(Stored dataset items)
======

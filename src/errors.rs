//! Error types shared across the provisioning pipeline.

use std::fmt::{Display, Formatter};

/// Shared application result type.
pub type Result<T> = std::result::Result<T, AppError>;

/// Exit status reported for every fatal failure that carries no child code.
pub const FAILURE_EXIT_CODE: i32 = 1;

/// Application error enumeration covering all pipeline failure modes.
#[derive(Debug)]
pub enum AppError {
    /// Session token or owner number has the wrong shape.
    ///
    /// Recovered locally by re-prompting on the interactive path.
    Format(String),
    /// Template source unreachable or staging directory unusable.
    Fetch(String),
    /// Permission, space, or other failure while cleaning, copying, or writing.
    Filesystem(String),
    /// An external command could not be started or exited non-zero.
    Process {
        /// Human-readable command line.
        command: String,
        /// Exit code of the child, if it exited normally.
        code: Option<i32>,
    },
    /// Configuration parsing or validation failure.
    Config(String),
    /// Terminal channel failure, including end of input.
    Io(String),
    /// Another provisioning run holds the lock for the same session token.
    Lock(String),
}

impl AppError {
    /// Process exit status to report for this error.
    ///
    /// Process failures propagate the child's exit code; everything else
    /// (and a child killed by a signal) maps to [`FAILURE_EXIT_CODE`].
    #[must_use]
    pub fn exit_code(&self) -> i32 {
        match self {
            Self::Process {
                code: Some(code), ..
            } if *code != 0 => *code,
            _ => FAILURE_EXIT_CODE,
        }
    }
}

impl Display for AppError {
    fn fmt(&self, f: &mut Formatter<'_>) -> std::fmt::Result {
        match self {
            Self::Format(msg) => write!(f, "format: {msg}"),
            Self::Fetch(msg) => write!(f, "fetch: {msg}"),
            Self::Filesystem(msg) => write!(f, "filesystem: {msg}"),
            Self::Process {
                command,
                code: Some(code),
            } => write!(f, "process: `{command}` exited with code {code}"),
            Self::Process {
                command,
                code: None,
            } => write!(f, "process: `{command}` terminated without an exit code"),
            Self::Config(msg) => write!(f, "config: {msg}"),
            Self::Io(msg) => write!(f, "io: {msg}"),
            Self::Lock(msg) => write!(f, "lock: {msg}"),
        }
    }
}

impl std::error::Error for AppError {}

impl From<toml::de::Error> for AppError {
    fn from(err: toml::de::Error) -> Self {
        Self::Config(format!("invalid config: {err}"))
    }
}

impl From<serde_json::Error> for AppError {
    fn from(err: serde_json::Error) -> Self {
        Self::Filesystem(format!("credential record encoding failed: {err}"))
    }
}
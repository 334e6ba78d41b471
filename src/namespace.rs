//! Per-session filesystem namespacing.
//!
//! Every path a run touches (instance directory, staging checkout,
//! credential file, lock file) is keyed by the same slug derived from the
//! session token, so runs for different tokens never share a path.

use std::fs;
use std::io::ErrorKind;
use std::path::{Path, PathBuf};

use tracing::{debug, info};

use crate::validate::SESSION_PREFIX;
use crate::{AppError, Result};

/// Derive the filesystem-safe slug for a session token.
///
/// Removes [`SESSION_PREFIX`] when present, then drops every character
/// outside `[A-Za-z0-9_-]`.
#[must_use]
pub fn session_slug(session_token: &str) -> String {
    session_token
        .strip_prefix(SESSION_PREFIX)
        .unwrap_or(session_token)
        .chars()
        .filter(|c| c.is_ascii_alphanumeric() || *c == '_' || *c == '-')
        .collect()
}

/// Instance directory for a session token: `<root>/<prefix><slug>`.
#[must_use]
pub fn resolve_instance_dir(root: &Path, prefix: &str, session_token: &str) -> PathBuf {
    root.join(format!("{prefix}{}", session_slug(session_token)))
}

/// Staging directory for a session token: `<staging_root>/staging-<slug>`.
#[must_use]
pub fn staging_dir(staging_root: &Path, session_token: &str) -> PathBuf {
    staging_root.join(format!("staging-{}", session_slug(session_token)))
}

/// Per-session credential file: `<dir>/creds-<slug>.json`.
#[must_use]
pub fn credential_file(credentials_dir: &Path, session_token: &str) -> PathBuf {
    credentials_dir.join(format!("creds-{}.json", session_slug(session_token)))
}

/// Advisory lock file: `<staging_root>/<slug>.lock`.
#[must_use]
pub fn lock_file(staging_root: &Path, session_token: &str) -> PathBuf {
    staging_root.join(format!("{}.lock", session_slug(session_token)))
}

/// Remove whatever exists at `path`, recursively and forcibly.
///
/// A missing path is not an error. Symlinks are unlinked, never followed.
///
/// # Errors
///
/// Returns `AppError::Filesystem` if the entry exists but cannot be removed.
pub fn remove_path(path: &Path) -> Result<()> {
    let metadata = match fs::symlink_metadata(path) {
        Ok(metadata) => metadata,
        Err(err) if err.kind() == ErrorKind::NotFound => return Ok(()),
        Err(err) => {
            return Err(AppError::Filesystem(format!(
                "cannot inspect {}: {err}",
                path.display()
            )))
        }
    };

    let result = if metadata.is_dir() {
        fs::remove_dir_all(path)
    } else {
        fs::remove_file(path)
    };

    match result {
        Ok(()) => {
            debug!(path = %path.display(), "removed");
            Ok(())
        }
        Err(err) if err.kind() == ErrorKind::NotFound => Ok(()),
        Err(err) => Err(AppError::Filesystem(format!(
            "failed to remove {}: {err}",
            path.display()
        ))),
    }
}

/// Guarantee that `path` exists as an empty directory.
///
/// Any existing entry is destroyed first, then the directory (and its
/// parents) is created.
///
/// # Errors
///
/// Returns `AppError::Filesystem` if removal or creation fails.
pub fn ensure_clean(path: &Path) -> Result<()> {
    let existed = fs::symlink_metadata(path).is_ok();
    remove_path(path)?;
    fs::create_dir_all(path).map_err(|err| {
        AppError::Filesystem(format!("failed to create {}: {err}", path.display()))
    })?;
    info!(path = %path.display(), existed, "namespace prepared");
    Ok(())
}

======

PROBLEM STATEMENT: Look through the records for the string "entry". Copy every line that has it.

RESPONSE AREA:
/// Returns `AppError::Filesystem` if the entry exists but cannot be removed.
/// Any existing entry is destroyed first, then the directory (and its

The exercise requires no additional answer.